Segment Start: Records for the task

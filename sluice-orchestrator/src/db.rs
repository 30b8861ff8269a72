use sqlx::{PgPool, postgres::PgPoolOptions};
use std::time::Duration;

pub async fn create_pool(database_url: &str, max_connections: u32) -> Result<PgPool, sqlx::Error> {
    PgPoolOptions::new()
        .max_connections(max_connections)
        .acquire_timeout(Duration::from_secs(5))
        .connect(database_url)
        .await
}

pub async fn run_migrations(pool: &PgPool) -> Result<(), sqlx::Error> {
    // Create pipelines table
    sqlx::query(
        r#"
        CREATE TABLE IF NOT EXISTS pipelines (
            id UUID PRIMARY KEY,
            name VARCHAR(255) NOT NULL,
            description TEXT,
            definition JSONB NOT NULL DEFAULT '{"nodes": []}',
            status VARCHAR(20) NOT NULL DEFAULT 'draft',
            last_run_at TIMESTAMPTZ,
            last_run_status VARCHAR(20),
            created_at TIMESTAMPTZ NOT NULL,
            updated_at TIMESTAMPTZ NOT NULL
        )
        "#,
    )
    .execute(pool)
    .await?;

    // Create connections table
    sqlx::query(
        r#"
        CREATE TABLE IF NOT EXISTS connections (
            id UUID PRIMARY KEY,
            name VARCHAR(255) NOT NULL,
            type VARCHAR(50) NOT NULL,
            encrypted_config TEXT NOT NULL,
            status VARCHAR(20) NOT NULL DEFAULT 'active',
            last_tested_at TIMESTAMPTZ,
            last_test_status VARCHAR(20),
            created_at TIMESTAMPTZ NOT NULL
        )
        "#,
    )
    .execute(pool)
    .await?;

    // Create executions table
    sqlx::query(
        r#"
        CREATE TABLE IF NOT EXISTS pipeline_executions (
            id UUID PRIMARY KEY,
            pipeline_id UUID NOT NULL REFERENCES pipelines(id) ON DELETE CASCADE,
            status VARCHAR(20) NOT NULL,
            started_at TIMESTAMPTZ NOT NULL,
            completed_at TIMESTAMPTZ,
            logs TEXT NOT NULL DEFAULT '',
            records_processed BIGINT NOT NULL DEFAULT 0,
            errors_count BIGINT NOT NULL DEFAULT 0,
            error_message TEXT
        )
        "#,
    )
    .execute(pool)
    .await?;

    // Create indexes for execution history queries
    sqlx::query(
        "CREATE INDEX IF NOT EXISTS idx_executions_pipeline_id ON pipeline_executions(pipeline_id, started_at DESC)",
    )
    .execute(pool)
    .await?;

    sqlx::query("CREATE INDEX IF NOT EXISTS idx_executions_status ON pipeline_executions(status)")
        .execute(pool)
        .await?;

    tracing::info!("Database migrations completed successfully");
    Ok(())
}
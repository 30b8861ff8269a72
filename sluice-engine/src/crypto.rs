//! Connection credential store
//!
//! Symmetric encryption of connection configs with AES-256-CBC and a random
//! IV per call. Ciphertext format is `<ivHex>:<encryptedHex>`.
//!
//! The key is derived once from a secret and handed to
//! [`CredentialStore::new`]; there is no process-global key.

use aes::cipher::{BlockDecryptMut, BlockEncryptMut, KeyIvInit, block_padding::Pkcs7};
use base64::Engine;
use base64::engine::general_purpose::STANDARD as BASE64;
use rand::RngCore;
use serde::Serialize;
use serde::de::DeserializeOwned;
use sha2::{Digest, Sha256};

use crate::error::CredentialError;

type Aes256CbcEnc = cbc::Encryptor<aes::Aes256>;
type Aes256CbcDec = cbc::Decryptor<aes::Aes256>;

const KEY_LENGTH: usize = 32;
const IV_LENGTH: usize = 16;
const BLOCK_SIZE: usize = 16;

/// AES-256 key derived from a shared secret
#[derive(Clone)]
pub struct CredentialKey([u8; KEY_LENGTH]);

impl CredentialKey {
    /// Key bytes are the first 32 characters of `base64(sha256(secret))`
    pub fn derive(secret: &str) -> Self {
        let encoded = BASE64.encode(Sha256::digest(secret.as_bytes()));
        let mut key = [0u8; KEY_LENGTH];
        key.copy_from_slice(&encoded.as_bytes()[..KEY_LENGTH]);
        Self(key)
    }
}

impl std::fmt::Debug for CredentialKey {
    fn fmt(&self, f: &mut std::fmt::Formatter<'_>) -> std::fmt::Result {
        f.write_str("CredentialKey([REDACTED])")
    }
}

/// Encrypts and decrypts connection configuration blobs
#[derive(Debug, Clone)]
pub struct CredentialStore {
    key: CredentialKey,
}

impl CredentialStore {
    pub fn new(key: CredentialKey) -> Self {
        Self { key }
    }

    pub fn encrypt(&self, plaintext: &str) -> String {
        let mut iv = [0u8; IV_LENGTH];
        rand::rng().fill_bytes(&mut iv);

        let encrypted = Aes256CbcEnc::new(&self.key.0.into(), &iv.into())
            .encrypt_padded_vec_mut::<Pkcs7>(plaintext.as_bytes());

        format!("{}:{}", hex::encode(iv), hex::encode(encrypted))
    }

    pub fn decrypt(&self, ciphertext: &str) -> Result<String, CredentialError> {
        let (iv_hex, body_hex) = ciphertext
            .split_once(':')
            .ok_or_else(|| decryption("missing IV separator"))?;

        let iv: [u8; IV_LENGTH] = hex::decode(iv_hex)
            .map_err(|e| decryption(format!("IV is not valid hex: {e}")))?
            .try_into()
            .map_err(|_| decryption("IV must be 16 bytes"))?;

        let body = hex::decode(body_hex)
            .map_err(|e| decryption(format!("ciphertext is not valid hex: {e}")))?;
        if body.is_empty() || body.len() % BLOCK_SIZE != 0 {
            return Err(decryption("ciphertext length is not a whole number of blocks"));
        }

        let plaintext = Aes256CbcDec::new(&self.key.0.into(), &iv.into())
            .decrypt_padded_vec_mut::<Pkcs7>(&body)
            .map_err(|_| decryption("wrong key or corrupted ciphertext"))?;

        String::from_utf8(plaintext).map_err(|_| decryption("wrong key or corrupted ciphertext"))
    }

    /// Serializes `value` to JSON and encrypts it
    pub fn seal<T: Serialize>(&self, value: &T) -> Result<String, CredentialError> {
        let json = serde_json::to_string(value)
            .map_err(|e| CredentialError::InvalidConfig(e.to_string()))?;
        Ok(self.encrypt(&json))
    }

    /// Decrypts a JSON config and deserializes it as `T`
    pub fn open<T: DeserializeOwned>(&self, ciphertext: &str) -> Result<T, CredentialError> {
        let json = self.decrypt(ciphertext)?;
        serde_json::from_str(&json).map_err(|e| CredentialError::InvalidConfig(e.to_string()))
    }
}

fn decryption(message: impl Into<String>) -> CredentialError {
    CredentialError::Decryption(message.into())
}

Segment End: Records for the task

Copy out each line of the records character for character.

filename sluice-orchestrator/src/db.rs
repository 30b8861ff8269a72
use sqlx::{PgPool, postgres::PgPoolOptions};
use std::time::Duration;

pub async fn create_pool(database_url: &str, max_connections: u32) -> Result<PgPool, sqlx::Error> {
    PgPoolOptions::new()
        .max_connections(max_connections)
        .acquire_timeout(Duration::from_secs(5))
        .connect(database_url)
        .await
}

pub async fn run_migrations(pool: &PgPool) -> Result<(), sqlx::Error> {
    // Create pipelines table
    sqlx::query(
        r#"
        CREATE TABLE IF NOT EXISTS pipelines (
            id UUID PRIMARY KEY,
            name VARCHAR(255) NOT NULL,
            description TEXT,
            definition JSONB NOT NULL DEFAULT '{"nodes": []}',
            status VARCHAR(20) NOT NULL DEFAULT 'draft',
            last_run_at TIMESTAMPTZ,
            last_run_status VARCHAR(20),
            created_at TIMESTAMPTZ NOT NULL,
            updated_at TIMESTAMPTZ NOT NULL
        )
        "#,
    )
    .execute(pool)
    .await?;

    // Create connections table
    sqlx::query(
        r#"
        CREATE TABLE IF NOT EXISTS connections (
            id UUID PRIMARY KEY,
            name VARCHAR(255) NOT NULL,
            type VARCHAR(50) NOT NULL,
            encrypted_config TEXT NOT NULL,
            status VARCHAR(20) NOT NULL DEFAULT 'active',
            last_tested_at TIMESTAMPTZ,
            last_test_status VARCHAR(20),
            created_at TIMESTAMPTZ NOT NULL
        )
        "#,
    )
    .execute(pool)
    .await?;

    // Create executions table
    sqlx::query(
        r#"
        CREATE TABLE IF NOT EXISTS pipeline_executions (
            id UUID PRIMARY KEY,
            pipeline_id UUID NOT NULL REFERENCES pipelines(id) ON DELETE CASCADE,
            status VARCHAR(20) NOT NULL,
            started_at TIMESTAMPTZ NOT NULL,
            completed_at TIMESTAMPTZ,
            logs TEXT NOT NULL DEFAULT '',
            records_processed BIGINT NOT NULL DEFAULT 0,
            errors_count BIGINT NOT NULL DEFAULT 0,
            error_message TEXT
        )
        "#,
    )
    .execute(pool)
    .await?;

    // Create indexes for execution history queries
    sqlx::query(
        "CREATE INDEX IF NOT EXISTS idx_executions_pipeline_id ON pipeline_executions(pipeline_id, started_at DESC)",
    )
    .execute(pool)
    .await?;

    sqlx::query("CREATE INDEX IF NOT EXISTS idx_executions_status ON pipeline_executions(status)")
        .execute(pool)
        .await?;

    tracing::info!("Database migrations completed successfully");
    Ok(())
}
repository 30b8861ff8269a72
filename sluice-engine/src/crypto.rs
//! Connection credential store
//!
//! Symmetric encryption of connection configs with AES-256-CBC and a random
//! IV per call. Ciphertext format is `<ivHex>:<encryptedHex>`.
//!
//! The key is derived once from a secret and handed to
//! [`CredentialStore::new`]; there is no process-global key.

use aes::cipher::{BlockDecryptMut, BlockEncryptMut, KeyIvInit, block_padding::Pkcs7};
use base64::Engine;
use base64::engine::general_purpose::STANDARD as BASE64;
use rand::RngCore;
use serde::Serialize;
use serde::de::DeserializeOwned;
use sha2::{Digest, Sha256};

use crate::error::CredentialError;

type Aes256CbcEnc = cbc::Encryptor<aes::Aes256>;
type Aes256CbcDec = cbc::Decryptor<aes::Aes256>;

const KEY_LENGTH: usize = 32;
const IV_LENGTH: usize = 16;
const BLOCK_SIZE: usize = 16;

/// AES-256 key derived from a shared secret
#[derive(Clone)]
pub struct CredentialKey([u8; KEY_LENGTH]);

impl CredentialKey {
    /// Key bytes are the first 32 characters of `base64(sha256(secret))`
    pub fn derive(secret: &str) -> Self {
        let encoded = BASE64.encode(Sha256::digest(secret.as_bytes()));
        let mut key = [0u8; KEY_LENGTH];
        key.copy_from_slice(&encoded.as_bytes()[..KEY_LENGTH]);
        Self(key)
    }
}

impl std::fmt::Debug for CredentialKey {
    fn fmt(&self, f: &mut std::fmt::Formatter<'_>) -> std::fmt::Result {
        f.write_str("CredentialKey([REDACTED])")
    }
}

/// Encrypts and decrypts connection configuration blobs
#[derive(Debug, Clone)]
pub struct CredentialStore {
    key: CredentialKey,
}

impl CredentialStore {
    pub fn new(key: CredentialKey) -> Self {
        Self { key }
    }

    pub fn encrypt(&self, plaintext: &str) -> String {
        let mut iv = [0u8; IV_LENGTH];
        rand::rng().fill_bytes(&mut iv);

        let encrypted = Aes256CbcEnc::new(&self.key.0.into(), &iv.into())
            .encrypt_padded_vec_mut::<Pkcs7>(plaintext.as_bytes());

        format!("{}:{}", hex::encode(iv), hex::encode(encrypted))
    }

    pub fn decrypt(&self, ciphertext: &str) -> Result<String, CredentialError> {
        let (iv_hex, body_hex) = ciphertext
            .split_once(':')
            .ok_or_else(|| decryption("missing IV separator"))?;

        let iv: [u8; IV_LENGTH] = hex::decode(iv_hex)
            .map_err(|e| decryption(format!("IV is not valid hex: {e}")))?
            .try_into()
            .map_err(|_| decryption("IV must be 16 bytes"))?;

        let body = hex::decode(body_hex)
            .map_err(|e| decryption(format!("ciphertext is not valid hex: {e}")))?;
        if body.is_empty() || body.len() % BLOCK_SIZE != 0 {
            return Err(decryption("ciphertext length is not a whole number of blocks"));
        }

        let plaintext = Aes256CbcDec::new(&self.key.0.into(), &iv.into())
            .decrypt_padded_vec_mut::<Pkcs7>(&body)
            .map_err(|_| decryption("wrong key or corrupted ciphertext"))?;

        String::from_utf8(plaintext).map_err(|_| decryption("wrong key or corrupted ciphertext"))
    }

    /// Serializes `value` to JSON and encrypts it
    pub fn seal<T: Serialize>(&self, value: &T) -> Result<String, CredentialError> {
        let json = serde_json::to_string(value)
            .map_err(|e| CredentialError::InvalidConfig(e.to_string()))?;
        Ok(self.encrypt(&json))
    }

    /// Decrypts a JSON config and deserializes it as `T`
    pub fn open<T: DeserializeOwned>(&self, ciphertext: &str) -> Result<T, CredentialError> {
        let json = self.decrypt(ciphertext)?;
        serde_json::from_str(&json).map_err(|e| CredentialError::InvalidConfig(e.to_string()))
    }
}

fn decryption(message: impl Into<String>) -> CredentialError {
    CredentialError::Decryption(message.into())
}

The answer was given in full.